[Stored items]
========

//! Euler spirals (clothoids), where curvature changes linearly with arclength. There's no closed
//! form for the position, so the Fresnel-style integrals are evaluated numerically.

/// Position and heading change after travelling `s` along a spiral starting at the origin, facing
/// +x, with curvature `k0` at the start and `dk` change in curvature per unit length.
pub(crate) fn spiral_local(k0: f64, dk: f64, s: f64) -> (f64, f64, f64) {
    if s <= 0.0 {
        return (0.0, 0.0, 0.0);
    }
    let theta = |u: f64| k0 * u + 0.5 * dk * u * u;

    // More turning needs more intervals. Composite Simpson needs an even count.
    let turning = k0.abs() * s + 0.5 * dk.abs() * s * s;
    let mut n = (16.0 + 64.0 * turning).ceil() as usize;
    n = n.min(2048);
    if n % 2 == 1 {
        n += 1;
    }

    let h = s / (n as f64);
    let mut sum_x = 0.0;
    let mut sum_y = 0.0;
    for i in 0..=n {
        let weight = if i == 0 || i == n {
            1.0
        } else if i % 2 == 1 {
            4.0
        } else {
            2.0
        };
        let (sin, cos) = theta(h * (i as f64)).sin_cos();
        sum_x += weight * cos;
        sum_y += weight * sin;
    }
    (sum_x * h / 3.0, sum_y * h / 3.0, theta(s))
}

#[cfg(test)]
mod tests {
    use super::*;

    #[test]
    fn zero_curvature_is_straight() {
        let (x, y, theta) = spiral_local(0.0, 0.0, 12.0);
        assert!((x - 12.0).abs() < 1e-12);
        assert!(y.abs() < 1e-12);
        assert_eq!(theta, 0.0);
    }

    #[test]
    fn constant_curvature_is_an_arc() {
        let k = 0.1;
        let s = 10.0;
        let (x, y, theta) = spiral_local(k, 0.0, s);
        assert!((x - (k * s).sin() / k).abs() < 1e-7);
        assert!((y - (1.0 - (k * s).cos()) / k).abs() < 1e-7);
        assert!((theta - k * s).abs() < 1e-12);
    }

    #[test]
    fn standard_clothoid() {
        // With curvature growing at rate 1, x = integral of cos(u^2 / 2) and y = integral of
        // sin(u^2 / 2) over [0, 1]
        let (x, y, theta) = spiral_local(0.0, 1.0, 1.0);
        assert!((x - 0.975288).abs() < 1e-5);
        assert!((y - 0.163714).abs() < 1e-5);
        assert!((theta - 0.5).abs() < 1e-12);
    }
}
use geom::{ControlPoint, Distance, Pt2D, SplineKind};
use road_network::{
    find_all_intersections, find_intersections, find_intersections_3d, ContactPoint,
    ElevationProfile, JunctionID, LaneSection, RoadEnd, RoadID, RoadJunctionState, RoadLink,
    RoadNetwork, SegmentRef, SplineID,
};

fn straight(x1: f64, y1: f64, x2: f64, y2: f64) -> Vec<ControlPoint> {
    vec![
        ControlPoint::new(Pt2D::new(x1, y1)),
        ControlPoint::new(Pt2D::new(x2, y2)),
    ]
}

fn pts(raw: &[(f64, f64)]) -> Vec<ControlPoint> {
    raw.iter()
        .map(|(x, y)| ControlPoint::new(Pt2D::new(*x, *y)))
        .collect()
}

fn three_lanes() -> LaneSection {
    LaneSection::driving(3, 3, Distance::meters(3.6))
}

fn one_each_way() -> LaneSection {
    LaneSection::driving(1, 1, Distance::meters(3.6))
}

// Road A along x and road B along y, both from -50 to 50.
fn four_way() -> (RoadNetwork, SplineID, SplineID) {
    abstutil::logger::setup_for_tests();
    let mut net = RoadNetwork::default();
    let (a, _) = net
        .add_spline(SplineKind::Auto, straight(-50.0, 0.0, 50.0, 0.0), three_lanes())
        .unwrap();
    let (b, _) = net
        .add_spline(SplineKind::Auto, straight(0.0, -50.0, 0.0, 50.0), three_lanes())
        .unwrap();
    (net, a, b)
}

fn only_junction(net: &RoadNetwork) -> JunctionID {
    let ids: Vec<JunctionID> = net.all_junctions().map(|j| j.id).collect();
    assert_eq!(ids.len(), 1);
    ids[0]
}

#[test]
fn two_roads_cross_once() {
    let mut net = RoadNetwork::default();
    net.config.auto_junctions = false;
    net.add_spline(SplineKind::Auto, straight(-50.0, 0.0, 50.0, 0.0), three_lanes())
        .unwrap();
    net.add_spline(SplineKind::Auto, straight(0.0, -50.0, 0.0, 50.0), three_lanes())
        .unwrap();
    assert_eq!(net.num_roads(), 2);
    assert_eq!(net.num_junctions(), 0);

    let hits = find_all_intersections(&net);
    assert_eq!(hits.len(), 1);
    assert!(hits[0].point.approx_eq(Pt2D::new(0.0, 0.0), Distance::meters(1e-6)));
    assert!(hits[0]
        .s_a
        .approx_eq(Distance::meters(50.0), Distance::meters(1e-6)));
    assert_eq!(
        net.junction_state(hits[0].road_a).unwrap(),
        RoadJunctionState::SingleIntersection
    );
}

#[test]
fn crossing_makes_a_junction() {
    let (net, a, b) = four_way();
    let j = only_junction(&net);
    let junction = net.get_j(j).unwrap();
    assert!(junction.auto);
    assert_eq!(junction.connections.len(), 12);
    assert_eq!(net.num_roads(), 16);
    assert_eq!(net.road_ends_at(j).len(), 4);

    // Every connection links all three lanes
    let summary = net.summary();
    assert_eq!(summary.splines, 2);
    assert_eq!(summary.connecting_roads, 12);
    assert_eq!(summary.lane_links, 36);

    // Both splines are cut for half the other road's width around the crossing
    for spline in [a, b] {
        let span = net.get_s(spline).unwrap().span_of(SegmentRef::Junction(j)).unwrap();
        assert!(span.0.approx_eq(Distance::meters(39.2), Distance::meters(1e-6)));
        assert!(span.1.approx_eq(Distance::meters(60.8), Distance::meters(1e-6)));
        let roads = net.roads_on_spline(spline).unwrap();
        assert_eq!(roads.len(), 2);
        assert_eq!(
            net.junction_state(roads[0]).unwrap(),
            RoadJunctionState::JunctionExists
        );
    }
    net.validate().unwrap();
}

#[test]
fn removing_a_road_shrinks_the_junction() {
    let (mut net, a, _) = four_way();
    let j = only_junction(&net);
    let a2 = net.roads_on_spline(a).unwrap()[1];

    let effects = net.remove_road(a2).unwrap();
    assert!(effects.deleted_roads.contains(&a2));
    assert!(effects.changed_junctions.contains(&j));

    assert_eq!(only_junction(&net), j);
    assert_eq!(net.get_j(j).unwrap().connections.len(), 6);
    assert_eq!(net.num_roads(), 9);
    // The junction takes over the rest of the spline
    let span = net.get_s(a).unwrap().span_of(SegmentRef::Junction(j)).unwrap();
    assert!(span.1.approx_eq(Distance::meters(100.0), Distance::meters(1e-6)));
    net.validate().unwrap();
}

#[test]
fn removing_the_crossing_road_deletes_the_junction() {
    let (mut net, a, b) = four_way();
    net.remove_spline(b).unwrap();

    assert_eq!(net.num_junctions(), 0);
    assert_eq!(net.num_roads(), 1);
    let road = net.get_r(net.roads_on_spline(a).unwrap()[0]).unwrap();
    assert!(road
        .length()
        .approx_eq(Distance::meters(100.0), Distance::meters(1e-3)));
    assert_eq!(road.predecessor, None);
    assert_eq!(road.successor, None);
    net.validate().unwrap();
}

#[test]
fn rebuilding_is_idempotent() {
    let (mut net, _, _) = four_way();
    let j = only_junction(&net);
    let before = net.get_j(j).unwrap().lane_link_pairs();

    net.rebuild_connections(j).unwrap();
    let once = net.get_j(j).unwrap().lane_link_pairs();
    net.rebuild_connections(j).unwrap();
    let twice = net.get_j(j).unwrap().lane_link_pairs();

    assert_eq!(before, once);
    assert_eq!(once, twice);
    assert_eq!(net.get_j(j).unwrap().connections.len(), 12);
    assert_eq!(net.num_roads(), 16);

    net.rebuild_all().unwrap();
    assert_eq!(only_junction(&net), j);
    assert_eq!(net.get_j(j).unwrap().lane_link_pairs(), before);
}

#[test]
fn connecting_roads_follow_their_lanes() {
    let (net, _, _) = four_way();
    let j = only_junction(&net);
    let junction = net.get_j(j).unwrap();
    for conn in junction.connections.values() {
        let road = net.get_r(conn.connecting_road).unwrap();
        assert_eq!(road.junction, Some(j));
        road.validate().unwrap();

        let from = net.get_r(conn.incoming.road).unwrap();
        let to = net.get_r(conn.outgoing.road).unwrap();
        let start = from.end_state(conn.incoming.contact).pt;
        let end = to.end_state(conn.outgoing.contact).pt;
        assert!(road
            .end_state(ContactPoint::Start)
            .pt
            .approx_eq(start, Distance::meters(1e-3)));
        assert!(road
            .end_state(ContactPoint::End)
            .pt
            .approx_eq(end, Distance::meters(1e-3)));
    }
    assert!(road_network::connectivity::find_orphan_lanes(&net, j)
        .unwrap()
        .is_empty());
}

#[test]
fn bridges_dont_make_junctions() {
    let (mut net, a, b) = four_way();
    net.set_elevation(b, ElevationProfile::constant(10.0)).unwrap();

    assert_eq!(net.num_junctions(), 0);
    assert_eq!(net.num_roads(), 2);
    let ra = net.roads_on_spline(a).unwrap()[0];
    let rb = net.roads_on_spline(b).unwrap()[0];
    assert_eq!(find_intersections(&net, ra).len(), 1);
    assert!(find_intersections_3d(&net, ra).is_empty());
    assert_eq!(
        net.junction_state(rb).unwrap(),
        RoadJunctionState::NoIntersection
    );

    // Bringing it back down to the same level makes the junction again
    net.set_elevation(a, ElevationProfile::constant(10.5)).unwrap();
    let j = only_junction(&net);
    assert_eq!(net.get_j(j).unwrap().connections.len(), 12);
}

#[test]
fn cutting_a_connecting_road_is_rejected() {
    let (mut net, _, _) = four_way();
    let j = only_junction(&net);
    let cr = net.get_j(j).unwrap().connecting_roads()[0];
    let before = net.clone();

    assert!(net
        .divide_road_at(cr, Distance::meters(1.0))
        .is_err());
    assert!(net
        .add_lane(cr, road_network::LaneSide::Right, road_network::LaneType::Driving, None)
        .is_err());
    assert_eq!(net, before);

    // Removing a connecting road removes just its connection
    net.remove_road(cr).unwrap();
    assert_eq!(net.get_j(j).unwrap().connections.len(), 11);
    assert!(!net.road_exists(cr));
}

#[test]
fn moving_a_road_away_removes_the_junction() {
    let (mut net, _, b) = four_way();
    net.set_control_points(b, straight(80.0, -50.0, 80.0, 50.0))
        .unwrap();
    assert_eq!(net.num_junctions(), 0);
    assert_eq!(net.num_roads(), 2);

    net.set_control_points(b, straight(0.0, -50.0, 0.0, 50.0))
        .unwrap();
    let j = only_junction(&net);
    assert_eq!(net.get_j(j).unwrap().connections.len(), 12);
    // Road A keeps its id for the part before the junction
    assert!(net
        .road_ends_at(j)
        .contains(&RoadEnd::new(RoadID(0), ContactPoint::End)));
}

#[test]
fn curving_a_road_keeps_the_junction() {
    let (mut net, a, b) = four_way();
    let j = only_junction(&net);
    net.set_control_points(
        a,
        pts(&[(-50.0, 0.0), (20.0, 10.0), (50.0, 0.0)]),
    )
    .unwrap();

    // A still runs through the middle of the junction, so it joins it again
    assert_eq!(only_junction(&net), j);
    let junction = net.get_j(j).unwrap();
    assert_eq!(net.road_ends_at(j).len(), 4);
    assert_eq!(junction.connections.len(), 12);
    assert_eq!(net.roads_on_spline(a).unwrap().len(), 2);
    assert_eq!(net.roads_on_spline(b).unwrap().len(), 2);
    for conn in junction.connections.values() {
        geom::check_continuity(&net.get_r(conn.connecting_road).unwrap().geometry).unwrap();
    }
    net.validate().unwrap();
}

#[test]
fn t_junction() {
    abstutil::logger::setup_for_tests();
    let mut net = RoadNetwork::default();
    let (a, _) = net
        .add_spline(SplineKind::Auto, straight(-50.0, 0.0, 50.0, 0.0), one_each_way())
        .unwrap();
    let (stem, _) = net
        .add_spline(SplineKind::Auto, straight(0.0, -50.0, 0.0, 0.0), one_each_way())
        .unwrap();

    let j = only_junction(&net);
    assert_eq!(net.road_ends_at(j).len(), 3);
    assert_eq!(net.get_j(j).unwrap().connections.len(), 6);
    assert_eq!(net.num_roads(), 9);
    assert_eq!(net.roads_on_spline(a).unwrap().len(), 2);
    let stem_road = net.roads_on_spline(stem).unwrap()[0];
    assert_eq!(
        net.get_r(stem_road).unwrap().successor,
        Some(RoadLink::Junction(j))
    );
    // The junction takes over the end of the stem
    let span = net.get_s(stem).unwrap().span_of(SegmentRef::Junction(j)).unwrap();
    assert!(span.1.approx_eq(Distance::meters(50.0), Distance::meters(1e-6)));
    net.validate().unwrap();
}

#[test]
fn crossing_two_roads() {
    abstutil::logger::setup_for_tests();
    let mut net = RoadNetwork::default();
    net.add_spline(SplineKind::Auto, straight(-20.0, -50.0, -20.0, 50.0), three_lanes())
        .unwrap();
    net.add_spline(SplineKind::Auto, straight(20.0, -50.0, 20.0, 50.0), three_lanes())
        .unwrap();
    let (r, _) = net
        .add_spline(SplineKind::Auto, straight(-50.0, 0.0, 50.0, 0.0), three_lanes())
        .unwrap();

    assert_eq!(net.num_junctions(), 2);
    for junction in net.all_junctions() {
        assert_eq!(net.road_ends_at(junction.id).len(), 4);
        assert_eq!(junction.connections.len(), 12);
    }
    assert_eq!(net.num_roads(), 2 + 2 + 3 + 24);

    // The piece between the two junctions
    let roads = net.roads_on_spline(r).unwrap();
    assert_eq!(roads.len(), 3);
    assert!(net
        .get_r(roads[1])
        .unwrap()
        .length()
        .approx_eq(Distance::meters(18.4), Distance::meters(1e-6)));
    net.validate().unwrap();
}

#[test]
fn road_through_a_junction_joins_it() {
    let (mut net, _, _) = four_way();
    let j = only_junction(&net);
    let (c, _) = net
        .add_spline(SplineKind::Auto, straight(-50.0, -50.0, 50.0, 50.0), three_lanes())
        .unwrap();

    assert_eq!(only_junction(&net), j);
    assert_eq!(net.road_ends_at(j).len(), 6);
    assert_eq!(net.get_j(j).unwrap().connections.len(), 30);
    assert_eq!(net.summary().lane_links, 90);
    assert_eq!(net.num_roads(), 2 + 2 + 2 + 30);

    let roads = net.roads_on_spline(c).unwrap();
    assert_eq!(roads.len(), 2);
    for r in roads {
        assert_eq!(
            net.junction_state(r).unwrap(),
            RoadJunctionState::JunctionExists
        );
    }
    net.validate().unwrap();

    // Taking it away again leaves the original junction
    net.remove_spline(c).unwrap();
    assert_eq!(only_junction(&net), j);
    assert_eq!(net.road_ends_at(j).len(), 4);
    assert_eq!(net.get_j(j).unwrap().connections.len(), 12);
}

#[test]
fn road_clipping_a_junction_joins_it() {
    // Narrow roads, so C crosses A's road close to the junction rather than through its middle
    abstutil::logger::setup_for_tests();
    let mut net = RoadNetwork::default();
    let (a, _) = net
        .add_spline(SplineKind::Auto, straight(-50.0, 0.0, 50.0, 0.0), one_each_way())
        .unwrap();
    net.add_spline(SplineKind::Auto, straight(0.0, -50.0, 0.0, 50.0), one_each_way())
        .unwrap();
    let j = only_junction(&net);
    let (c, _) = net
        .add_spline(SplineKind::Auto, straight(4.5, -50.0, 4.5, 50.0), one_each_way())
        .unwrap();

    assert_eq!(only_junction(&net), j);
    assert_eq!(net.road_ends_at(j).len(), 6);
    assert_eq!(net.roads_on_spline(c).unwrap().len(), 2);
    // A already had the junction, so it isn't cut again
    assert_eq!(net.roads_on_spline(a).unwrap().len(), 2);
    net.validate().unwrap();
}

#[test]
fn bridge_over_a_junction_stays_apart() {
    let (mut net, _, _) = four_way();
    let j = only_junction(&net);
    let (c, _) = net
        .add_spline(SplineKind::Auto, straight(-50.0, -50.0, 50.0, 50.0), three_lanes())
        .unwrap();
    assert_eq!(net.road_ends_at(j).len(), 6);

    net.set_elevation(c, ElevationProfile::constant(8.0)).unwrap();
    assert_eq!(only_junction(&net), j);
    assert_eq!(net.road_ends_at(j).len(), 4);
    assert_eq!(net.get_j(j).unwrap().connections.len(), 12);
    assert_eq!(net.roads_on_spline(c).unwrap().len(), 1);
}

========

▶ _EXERCISE OBJECTIVE_
Find every line above where the word "contains" occurs, and copy that line.

▶ _WRITTEN ANSWER_
    assert!(effects.deleted_roads.contains(&a2));
    assert!(effects.changed_junctions.contains(&j));
        .contains(&RoadEnd::new(RoadID(0), ContactPoint::End)));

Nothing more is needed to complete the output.